Subordinating and coordinating conjunctions are among the grammatical elements that are especially susceptible to being borrowed (Matras 2007: 54). For example, many indigenous languages of Mesoamerica and South America have borrowed subordinators and coordinators from Spanish or Portuguese (Mithun 2012; Stolz & Stolz 1996a, 1996b). Similarly, based on a sample of 137 languages spoken within the former Soviet Union, Stolz & Levkovych (2022) report widespread borrowing of conjunctions from Arabic, Persian, and Russian. In Italy, several non-Romance varieties have also borrowed conjunctions from Italian (Levkovych 2025).
Loan conjunctions have mostly been analyzed through the lens of borrowing hierarchies. A widely cited example is Matras’s (2007: 54–56) proposed hierarchy which suggests that adverbial subordinators marking causal, concessive, conditional, or purposive relations are more often borrowed than others, such as temporal subordinators. As for coordinators, an implicational hierarchy has been put forward by Matras (1998: 301–305), according to which adversative ‘but’ coordinators are more easily borrowed than disjunctive ‘or’ and conjunctive ‘and’ coordinators. This reflects a broader trend in language contact research, where the borrowing of grammatical elements is examined not just in terms of frequency, but also through the functional and semantic properties that influence their likelihood of transfer. Other studies of borrowed conjunctions are concerned with their phonological adaptation. Both the form and meaning of subordinators and coordinators may be replicated in the other language relatively intact (see Olguín Martínez 2023 for a number of examples in Mesoamerican languages). However, there are cases in which the forms of subordinators and coordinators are adjusted to some degree to fit the phonological structure of the recipient language. The mechanisms by which subordinators and coordinators are adapted are complex and have been the subject of much research and debate.

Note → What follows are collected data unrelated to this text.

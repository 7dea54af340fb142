use super::*;
use std::cell::RefCell;
use std::collections::HashMap;
use std::io;

/// Replies keyed by program name; records every invocation.
#[derive(Default)]
struct FakeRunner {
    replies: HashMap<&'static str, CommandOutput>,
    calls: RefCell<Vec<Vec<String>>>,
}

impl FakeRunner {
    fn reply(mut self, program: &'static str, status: i32, stdout: &str) -> Self {
        self.replies.insert(
            program,
            CommandOutput {
                status: Some(status),
                stdout: stdout.to_string(),
                stderr: if status == 0 { String::new() } else { "boom\n".to_string() },
            },
        );
        self
    }

    fn programs(&self) -> Vec<String> {
        self.calls.borrow().iter().map(|c| c[0].clone()).collect()
    }
}

impl CommandRunner for &FakeRunner {
    fn run(&self, args: &[String]) -> io::Result<CommandOutput> {
        self.calls.borrow_mut().push(args.to_vec());
        self.replies
            .get(args[0].as_str())
            .cloned()
            .ok_or_else(|| io::Error::new(io::ErrorKind::NotFound, "no such program"))
    }
}

fn classifier(runner: &FakeRunner) -> Classifier<&FakeRunner> {
    Classifier::new(runner, ClassifierSettings::default())
}

#[test]
fn mime_parse_accepts_exactly_type_and_subtype() {
    let m = MimeType::parse("video/x-matroska").unwrap();
    assert_eq!(m.kind, "video");
    assert_eq!(m.subtype, "x-matroska");
    assert_eq!(m.to_string(), "video/x-matroska");

    assert!(MimeType::parse("").is_none());
    assert!(MimeType::parse("video").is_none());
    assert!(MimeType::parse("a/b/c").is_none());
    assert!(MimeType::parse("video/mp4\naudio/mpeg").is_none());
    assert!(MimeType::parse("/mp4").is_none());
    assert!(MimeType::parse("video/").is_none());
}

#[test]
fn mime_maps_to_media_type() {
    let kind = |s: &str| MimeType::parse(s).unwrap().media_type();
    assert_eq!(kind("audio/flac"), MediaType::Audio);
    assert_eq!(kind("video/mp4"), MediaType::Video);
    assert_eq!(kind("text/plain"), MediaType::Other);
    assert_eq!(kind("application/octet-stream"), MediaType::Other);
    assert!(MediaType::Audio.is_playable());
    assert!(MediaType::Video.is_playable());
    assert!(!MediaType::Other.is_playable());
}

#[test]
fn fast_path_extension_never_queries_registry() {
    let runner = FakeRunner::default()
        .reply("file", 0, "video/mp2t\n")
        .reply("xdg-mime", 0, "text/vnd.qt.linguist\n");
    let c = classifier(&runner);

    assert_eq!(c.classify("/media/clip.ts").unwrap(), MediaType::Video);
    assert_eq!(runner.programs(), vec!["file"]);
    assert_eq!(
        runner.calls.borrow()[0],
        vec!["file", "-Lb", "--mime-type", "/media/clip.ts"]
    );
}

#[test]
fn fast_path_match_is_case_sensitive() {
    let runner = FakeRunner::default()
        .reply("file", 0, "text/plain\n")
        .reply("xdg-mime", 0, "video/mp2t\n");
    let c = classifier(&runner);

    assert!(c.uses_fast_path("/a/notes.TXT"));
    assert!(c.uses_fast_path("/a/notes.txt"));
    assert!(!c.uses_fast_path("/a/clip.TS"));
    assert!(!c.uses_fast_path("/a/.ts"));

    assert_eq!(c.classify("/a/clip.TS").unwrap(), MediaType::Video);
    assert_eq!(runner.programs(), vec!["xdg-mime"]);
}

#[test]
fn other_extensions_ask_registry_first() {
    let runner = FakeRunner::default()
        .reply("file", 0, "application/octet-stream\n")
        .reply("xdg-mime", 0, "audio/mpeg\n");
    let c = classifier(&runner);

    assert_eq!(c.classify("/music/song.mp3").unwrap(), MediaType::Audio);
    assert_eq!(runner.programs(), vec!["xdg-mime"]);
    assert_eq!(
        runner.calls.borrow()[0],
        vec!["xdg-mime", "query", "filetype", "/music/song.mp3"]
    );
}

#[test]
fn malformed_registry_answer_falls_back_to_sniffer_once() {
    let runner = FakeRunner::default()
        .reply("file", 0, "video/x-matroska\n")
        .reply("xdg-mime", 0, "\n");
    let c = classifier(&runner);

    assert_eq!(c.classify("/show/ep1.mkv").unwrap(), MediaType::Video);
    assert_eq!(runner.programs(), vec!["xdg-mime", "file"]);
}

#[test]
fn failed_fallback_reports_sniffer_output_and_args() {
    let runner = FakeRunner::default()
        .reply("file", 0, "garbage\n")
        .reply("xdg-mime", 0, "a/b/c\n");
    let c = classifier(&runner);

    match c.classify("/show/ep1.mkv") {
        Err(ClassifyError::ClassificationFailure { output, args }) => {
            assert_eq!(output, "garbage");
            assert_eq!(args, vec!["file", "-Lb", "--mime-type", "/show/ep1.mkv"]);
        }
        other => panic!("expected classification failure, got {other:?}"),
    }
    assert_eq!(runner.programs(), vec!["xdg-mime", "file"]);
}

#[test]
fn malformed_fast_path_answer_fails_without_fallback() {
    let runner = FakeRunner::default()
        .reply("file", 0, "")
        .reply("xdg-mime", 0, "video/mp2t\n");
    let c = classifier(&runner);

    let err = c.classify("/a/clip.ts").unwrap_err();
    assert!(matches!(err, ClassifyError::ClassificationFailure { .. }));
    assert_eq!(runner.programs(), vec!["file"]);
}

#[test]
fn nonzero_exit_is_a_process_failure_not_other() {
    let runner = FakeRunner::default()
        .reply("file", 0, "video/mp4\n")
        .reply("xdg-mime", 4, "");
    let c = classifier(&runner);

    let err = c.classify("/a/movie.mp4").unwrap_err();
    match &err {
        ClassifyError::ProcessFailure { stderr, args, status } => {
            assert_eq!(stderr, "boom\n");
            assert_eq!(args[0], "xdg-mime");
            assert_eq!(*status, Some(4));
        }
        other => panic!("expected process failure, got {other:?}"),
    }
    assert_eq!(
        err.to_string(),
        "boom\ncommand [\"xdg-mime\", \"query\", \"filetype\", \"/a/movie.mp4\"] returned non-zero exit status 4"
    );
    // A failed process is not retried with the sniffer.
    assert_eq!(runner.programs(), vec!["xdg-mime"]);
}

#[test]
fn missing_tool_is_a_spawn_error() {
    let runner = FakeRunner::default();
    let c = classifier(&runner);

    let err = c.classify("/a/movie.mp4").unwrap_err();
    assert!(matches!(err, ClassifyError::Spawn { .. }));
}

#[test]
fn configured_commands_are_used() {
    let runner = FakeRunner::default().reply("mimetype", 0, "audio/ogg\n");
    let settings = ClassifierSettings {
        registry_command: vec!["mimetype".into(), "-b".into()],
        ..ClassifierSettings::default()
    };
    let c = Classifier::new(&runner, settings);

    assert_eq!(c.classify("/a/b.ogg").unwrap(), MediaType::Audio);
    assert_eq!(runner.calls.borrow()[0], vec!["mimetype", "-b", "/a/b.ogg"]);
}

#[test]
fn system_runner_rejects_empty_command() {
    assert!(SystemRunner.run(&[]).is_err());
}
//! Sibling discovery: list a directory, keep the playable files and put them
//! in natural order.

mod model;
mod scan;

pub use model::PlayableFile;
pub use scan::{DirectoryLister, WalkDirLister, scan, scan_parallel};
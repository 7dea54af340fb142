//! Settings schema and loader.
//!
//! Settings pick the classifier tools, scanning policy, player socket and
//! log filter. Everything has a default, so a missing file is fine.

mod load;
mod schema;

pub use schema::*;
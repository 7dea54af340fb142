//! Crate-level error type.

use std::io;
use std::process::ExitStatus;

use thiserror::Error;

use crate::classify::ClassifyError;
use crate::mpv::IpcError;

pub type Result<T> = std::result::Result<T, Error>;

#[derive(Error, Debug)]
pub enum Error {
    /// A sibling could not be classified; the whole run is abandoned.
    #[error(transparent)]
    Classify(#[from] ClassifyError),

    #[error("failed to list directory {dir}: {source}")]
    Listing {
        dir: String,
        #[source]
        source: io::Error,
    },

    #[error(transparent)]
    Ipc(#[from] IpcError),

    #[error("IO error: {0}")]
    Io(#[from] io::Error),

    #[error("player exited with {0}")]
    PlayerExited(ExitStatus),

    #[error("failed to start classifier workers: {0}")]
    WorkerPool(#[from] rayon::ThreadPoolBuildError),
}
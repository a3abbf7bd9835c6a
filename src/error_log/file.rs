//! Error log persisted as a JSON array in a single file.

use std::io::Write;
use std::path::{Path, PathBuf};
use std::sync::Mutex;

use anyhow::{Context, Result};
use log::warn;
use tempfile::NamedTempFile;

use super::{ErrorEntry, ErrorLog};
use crate::config::ERROR_LOG_CAPACITY;

/// Error log stored at a fixed path, most-recent-last.
///
/// Every `track` is a read-modify-write of the whole file under a process-wide
/// lock. A missing or unreadable file reads as an empty log. IO failures are
/// logged and swallowed: the log is a debugging aid and must never turn a
/// tracked error into a second failure.
#[derive(Debug)]
pub struct FileErrorLog {
    path: PathBuf,
    capacity: usize,
    lock: Mutex<()>,
}

impl FileErrorLog {
    pub fn new(path: impl Into<PathBuf>) -> Self {
        Self::with_capacity(path, ERROR_LOG_CAPACITY)
    }

    pub fn with_capacity(path: impl Into<PathBuf>, capacity: usize) -> Self {
        Self {
            path: path.into(),
            capacity,
            lock: Mutex::new(()),
        }
    }

    pub fn path(&self) -> &Path {
        &self.path
    }

    fn read_entries(&self) -> Vec<ErrorEntry> {
        let raw = match std::fs::read_to_string(&self.path) {
            Ok(raw) => raw,
            Err(e) if e.kind() == std::io::ErrorKind::NotFound => return Vec::new(),
            Err(e) => {
                warn!("Failed to read error log {}: {e}", self.path.display());
                return Vec::new();
            }
        };
        match serde_json::from_str(&raw) {
            Ok(entries) => entries,
            Err(e) => {
                warn!("Ignoring corrupt error log {}: {e}", self.path.display());
                Vec::new()
            }
        }
    }

    /// Replaces the file atomically: entries go to a temporary sibling that is
    /// then renamed over the log, so a crash never leaves a half-written array.
    fn write_entries(&self, entries: &[ErrorEntry]) -> Result<()> {
        let dir = match self.path.parent() {
            Some(parent) if !parent.as_os_str().is_empty() => {
                std::fs::create_dir_all(parent).with_context(|| {
                    format!("Failed to create error log directory {}", parent.display())
                })?;
                parent
            }
            _ => Path::new("."),
        };
        let json = serde_json::to_vec_pretty(entries).context("Failed to encode error log")?;

        let mut tmp = NamedTempFile::new_in(dir).with_context(|| {
            format!("Failed to create temporary error log in {}", dir.display())
        })?;
        tmp.write_all(&json)
            .and_then(|()| tmp.as_file().sync_all())
            .context("Failed to write temporary error log")?;
        tmp.persist(&self.path)
            .with_context(|| format!("Failed to replace error log {}", self.path.display()))?;
        Ok(())
    }

    fn guard(&self) -> std::sync::MutexGuard<'_, ()> {
        self.lock.lock().unwrap_or_else(|poisoned| poisoned.into_inner())
    }
}

impl ErrorLog for FileErrorLog {
    fn track(&self, entry: ErrorEntry) {
        let _guard = self.guard();
        let mut entries = self.read_entries();
        entries.push(entry);
        if entries.len() > self.capacity {
            let excess = entries.len() - self.capacity;
            entries.drain(..excess);
        }
        if let Err(e) = self.write_entries(&entries) {
            warn!("Error log entry dropped: {e:#}");
        }
    }

    fn get_all(&self) -> Vec<ErrorEntry> {
        let _guard = self.guard();
        self.read_entries()
    }

    fn clear(&self) {
        let _guard = self.guard();
        match std::fs::remove_file(&self.path) {
            Ok(()) => {}
            Err(e) if e.kind() == std::io::ErrorKind::NotFound => {}
            Err(e) => warn!("Failed to clear error log {}: {e}", self.path.display()),
        }
    }
}
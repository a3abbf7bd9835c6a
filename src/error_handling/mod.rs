//! Error handling.
//!
//! This module provides:
//! - Startup error types
//! - The `{error, type}` notice handed to a UI error surface
//! - Retriability classification for the analysis retry loop
//!
//! Errors are categorized into:
//! - **Validation**: input rejected locally, returned as a value, never retried
//! - **Network**: anything thrown inside the retry loop, retried while retriable
//! - **Cancelled**: the caller aborted a pending retry sequence

mod categorization;
mod types;

// Re-export public API
pub use categorization::is_retriable_error;
pub use types::{ErrorNotice, InitializationError, NoticeKind};
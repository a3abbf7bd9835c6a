//! profile_check library: validation, reachability probing and retried
//! analysis of professional-profile URLs.
//!
//! The two reusable building blocks are [`validate_url`], which normalizes a
//! raw user-typed string against a small domain allow-list, and the retry
//! helpers in [`retry`], which run an async operation with exponential
//! backoff. [`analyze_profile`] wires them together with a fail-open
//! reachability probe, a pluggable [`Analyzer`](analysis::Analyzer) and a
//! capped [`ErrorLog`](error_log::ErrorLog).
//!
//! # Example
//!
//! ```no_run
//! use profile_check::initialization::init_profile_context;
//! use profile_check::{analyze_profile, Config};
//! use tokio_util::sync::CancellationToken;
//!
//! # #[tokio::main]
//! # async fn main() -> Result<(), Box<dyn std::error::Error>> {
//! let ctx = init_profile_context(&Config::default())?;
//! let cancel = CancellationToken::new();
//! let report = analyze_profile(&ctx, "github.com/octocat", None, &cancel).await?;
//! println!("{} scored {}", report.normalized_url, report.scores.overall);
//! # Ok(())
//! # }
//! ```
//!
//! # Requirements
//!
//! Probing and analysis require a Tokio runtime. Validation is synchronous.

pub mod accessibility;
pub mod analysis;
pub mod config;
pub mod error_handling;
pub mod error_log;
pub mod initialization;
pub mod pipeline;
pub mod retry;
mod utils;
pub mod validation;

// Re-export public API
pub use accessibility::{test_url_accessibility, AccessibilityResult};
pub use config::{Cli, Command, Config, LogFormat, LogLevel};
pub use pipeline::{analyze_profile, ProfileContext, ProfileError, ProfileReport};
pub use retry::{with_retry, with_retry_cancellable, with_retry_if, RetryError, RetryPolicy};
pub use validation::{validate_url, ValidationError, ValidationResult};
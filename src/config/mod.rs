//! Application configuration and constants.
//!
//! This module provides:
//! - Configuration constants (timeouts, limits, retry defaults)
//! - CLI option types and parsing
//! - Configuration validation

mod constants;
mod types;

// Re-export all constants
pub use constants::*;
pub use types::{Cli, Command, Config, ConfigError, ErrorsAction, LogFormat, LogLevel};
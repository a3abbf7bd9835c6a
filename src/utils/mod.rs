//! Shared helpers.
//!
//! - Error message sanitization for the error log

pub mod sanitize;
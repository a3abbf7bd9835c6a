//! Main application entry point (CLI binary).
//!
//! This is a thin wrapper around the `profile_check` library that handles:
//! - Command-line argument parsing
//! - Environment variable loading (.env file)
//! - Logger initialization
//! - Ctrl-C cancellation
//! - JSON output on stdout
//!
//! All core functionality is implemented in the library crate.

use std::process;

use anyhow::{Context, Result};
use clap::Parser;
use log::info;
use serde::Serialize;
use tokio_util::sync::CancellationToken;

use profile_check::config::ErrorsAction;
use profile_check::error_log::{ErrorLog, FileErrorLog};
use profile_check::initialization::{init_client, init_logger_with, init_profile_context};
use profile_check::{
    analyze_profile, test_url_accessibility, validate_url, Cli, Command, Config, ProfileError,
    ValidationResult,
};

#[tokio::main]
async fn main() -> Result<()> {
    // Load environment variables (e.g. RUST_LOG) from .env if present
    let _ = dotenvy::dotenv();

    let cli = Cli::parse();

    init_logger_with(
        cli.config.log_level.clone().into(),
        cli.config.log_format.clone(),
    )
    .context("Failed to initialize logger")?;

    if let Err(e) = cli.config.validate() {
        eprintln!("profile_check error: {e}");
        process::exit(2);
    }

    match run(cli.config, cli.command).await {
        Ok(true) => Ok(()),
        Ok(false) => process::exit(1),
        Err(e) => {
            eprintln!("profile_check error: {e:#}");
            process::exit(1);
        }
    }
}

/// Runs one command. `Ok(false)` means the command ran but reported a failure.
async fn run(config: Config, command: Command) -> Result<bool> {
    match command {
        Command::Validate { urls } => {
            let mut all_valid = true;
            for url in &urls {
                let result = ValidationResult::from(validate_url(url));
                all_valid &= result.is_valid();
                println!("{}", serde_json::to_string(&result)?);
            }
            Ok(all_valid)
        }
        Command::Probe { url } => {
            let normalized = match validate_url(&url) {
                Ok(normalized) => normalized,
                Err(e) => {
                    print_json(&ProfileError::from(e).notice())?;
                    return Ok(false);
                }
            };
            let client = init_client(&config).context("Failed to build HTTP client")?;
            let result = test_url_accessibility(&client, &config.probe_config(), &normalized).await;
            print_json(&result)?;
            Ok(true)
        }
        Command::Analyze { url, context } => {
            let ctx = init_profile_context(&config).context("Failed to initialize analysis")?;
            let cancel = CancellationToken::new();
            let ctrl_c = spawn_ctrl_c_handler(cancel.clone());

            let outcome = analyze_profile(&ctx, &url, context.as_deref(), &cancel).await;
            ctrl_c.abort();

            match outcome {
                Ok(report) => {
                    print_json(&report)?;
                    Ok(true)
                }
                Err(e) => {
                    print_json(&e.notice())?;
                    Ok(false)
                }
            }
        }
        Command::Errors { action } => {
            let log = FileErrorLog::new(&config.error_log);
            match action {
                ErrorsAction::List => print_json(&log.get_all())?,
                ErrorsAction::Clear => {
                    log.clear();
                    info!("Cleared error log {}", log.path().display());
                }
            }
            Ok(true)
        }
    }
}

/// Cancels `cancel` on the first Ctrl-C.
fn spawn_ctrl_c_handler(cancel: CancellationToken) -> tokio::task::JoinHandle<()> {
    tokio::spawn(async move {
        if tokio::signal::ctrl_c().await.is_ok() {
            info!("Interrupt received, cancelling pending analysis");
            cancel.cancel();
        }
    })
}

fn print_json<T: Serialize + ?Sized>(value: &T) -> Result<()> {
    println!(
        "{}",
        serde_json::to_string_pretty(value).context("Failed to encode output")?
    );
    Ok(())
}
//! Shared resources for profile analysis.

use std::sync::Arc;

use crate::accessibility::AccessibilityProber;
use crate::analysis::Analyzer;
use crate::error_log::ErrorLog;
use crate::retry::RetryPolicy;

/// Everything `analyze_profile` needs, bundled so it can be shared across calls.
#[derive(Clone)]
pub struct ProfileContext {
    /// Reachability prober (HTTP client + proxy settings)
    pub prober: AccessibilityProber,
    /// Analysis collaborator
    pub analyzer: Arc<dyn Analyzer>,
    /// Sink for errors that survive the retry loop
    pub error_log: Arc<dyn ErrorLog>,
    /// Retry budget and backoff for each analysis
    pub retry_policy: RetryPolicy,
    /// User agent recorded in error log entries
    pub user_agent: String,
}

impl ProfileContext {
    pub fn new(
        prober: AccessibilityProber,
        analyzer: Arc<dyn Analyzer>,
        error_log: Arc<dyn ErrorLog>,
        retry_policy: RetryPolicy,
        user_agent: impl Into<String>,
    ) -> Self {
        Self {
            prober,
            analyzer,
            error_log,
            retry_policy,
            user_agent: user_agent.into(),
        }
    }
}

impl std::fmt::Debug for ProfileContext {
    fn fmt(&self, f: &mut std::fmt::Formatter<'_>) -> std::fmt::Result {
        f.debug_struct("ProfileContext")
            .field("prober", &self.prober)
            .field("retry_policy", &self.retry_policy)
            .field("user_agent", &self.user_agent)
            .finish_non_exhaustive()
    }
}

While the studies mentioned above have advanced our theoretical and typological understanding of subordination and coordination in language contact situations, much more work remains to be done in this field.
Aims of the Workshop:
The workshop will bring together original research that contributes to our understanding of subordination and coordination in language-contact situations. We welcome contributions on any given language, family, or macro-area, as well as broad typological studies. The workshop will pave the way for the analysis of understudied aspects of subordination and coordination in language-contact situations. Potential contributions include, but are by no means restricted to, the following:
1. Hybrid constructions. In language-contact situations, there are cases in which loan conjunctions and autochthonous strategies of subordination may not only coexist as competitors but also combine to give rise to typologically unpredictable hybrid constructions (Stolz & Levkovych, submitted). For instance, there are cases in which adverbial clauses may appear with an autochthonous subordinator while main clauses occur with a borrowed coordinator (see Olguin Martinez 2022 for a number of examples in Mesoamerican languages). This phenomenon has been described by Bertinetto & Ciucci (2012) as “para-hypotaxis”. The authors propose the following scheme: subordinator + dependent clause + coordinator + main clause. The questions are: Are hybrid constructions transitory stages of a process that ultimately leads to a structural readjustment? Do hybrid constructions arise more often with certain logical or temporal relations than in other contexts? Can hybrid constructions be described as (sometimes discontinuous) unitary constructions?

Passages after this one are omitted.